[getdns-api] Changing the getdns transport options

sara sara at sinodun.com
Fri Jun 12 17:32:20 CEST 2015


> On 12 Jun 2015, at 13:22, Shane Kerr <shane at time-travellers.org> wrote:
> 
> Neel & all,
> 
> On Thu, 11 Jun 2015 23:23:22 +0000
> "Goyal, Neel" <ngoyal at verisign.com> wrote:
> 
>> What about making it a new method to not break existing APIs /
>> bindings - set_dns_transports (note the plural) or
>> set_dns_transport_order?  Internally the old method can just call
>> this w/ a single element list, and the getter can return the head of
>> the list.
> 
> For the "set" operation, I like the idea of a new function, for the
> compatibility reason you describe.

Thanks both for the feedback. 

Firstly the official API spec doesn’t include TLS or STARTTLS, but we did add these to getdns v0.2 (see below), so at the very least we would need to carefully consider what new types to add to the old method to support this. But it could be just the simplest version of each option with no fallback. For users only interested in UDP they could then stick with the existing methods, but anyone wanting to anything with privacy would sensibly choose the new API, because it offers the ability to specify fallback options. 

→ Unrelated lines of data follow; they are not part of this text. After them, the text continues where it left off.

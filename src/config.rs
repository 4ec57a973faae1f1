use crate::application::charger::RetryPolicy;
use crate::application::dispatcher::DispatchSettings;
use crate::error::{BillingError, Result};
use serde::Deserialize;
use std::path::Path;
use std::time::Duration;

/// Tunables of the billing engine.
///
/// Loaded from a TOML file; every key is optional and falls back to its
/// default.
///
/// ```toml
/// batch_size = 500
/// delay_between_batches_ms = 2000
/// max_attempts = 3
/// retry_backoff_ms = 3000
/// agent_name = "agent-2"
/// ```
#[derive(Debug, Clone, PartialEq, Deserialize)]
#[serde(default, deny_unknown_fields)]
pub struct BillingConfig {
    pub batch_size: usize,
    pub delay_between_batches_ms: u64,
    /// Total provider calls per invoice, retries included.
    pub max_attempts: u32,
    pub retry_backoff_ms: u64,
    pub agent_name: String,
    pub progress_interval_ms: u64,
}

impl Default for BillingConfig {
    fn default() -> Self {
        Self {
            batch_size: 1000,
            delay_between_batches_ms: 0,
            max_attempts: RetryPolicy::DEFAULT_MAX_ATTEMPTS,
            retry_backoff_ms: RetryPolicy::DEFAULT_BACKOFF.as_millis() as u64,
            agent_name: "agent-1".to_string(),
            progress_interval_ms: 1000,
        }
    }
}

impl BillingConfig {
    pub fn from_file<P: AsRef<Path>>(path: P) -> Result<Self> {
        let raw = std::fs::read_to_string(path)?;
        Self::from_toml(&raw)
    }

    pub fn from_toml(raw: &str) -> Result<Self> {
        let config: Self =
            toml::from_str(raw).map_err(|e| BillingError::ConfigError(e.to_string()))?;
        config.validate()?;
        Ok(config)
    }

    pub fn validate(&self) -> Result<()> {
        if self.batch_size == 0 {
            return Err(BillingError::ConfigError(
                "batch_size must be greater than zero".to_string(),
            ));
        }
        if self.max_attempts == 0 {
            return Err(BillingError::ConfigError(
                "max_attempts must be greater than zero".to_string(),
            ));
        }
        Ok(())
    }

    pub fn dispatch_settings(&self) -> DispatchSettings {
        DispatchSettings {
            batch_size: self.batch_size,
            delay_between_batches: Duration::from_millis(self.delay_between_batches_ms),
            retry: RetryPolicy::new(
                self.max_attempts,
                Duration::from_millis(self.retry_backoff_ms),
            ),
        }
    }

    pub fn progress_interval(&self) -> Duration {
        Duration::from_millis(self.progress_interval_ms.max(1))
    }
}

Also note that I am arguing that the underlying TCP connection handling should should change too. At the moment the TCP related options are …TCP_ONLY  or …XX_KEEP_CONNECTIONS_OPEN. The API doesn’t currently go into detail about the precise difference. 

In the current getdns implementation the TCP_ONLY version does a single message on a TCP connection (very wasteful and only really useful for TC=1 fallback) and in contrast the KEEP_CONNECTIONS_OPEN option has no timeout associated with it all - it keeps the connections open until the context is destroyed. The latter is IMHO unwise because DNS servers are today poorly equipped to handle may long-lived connections. 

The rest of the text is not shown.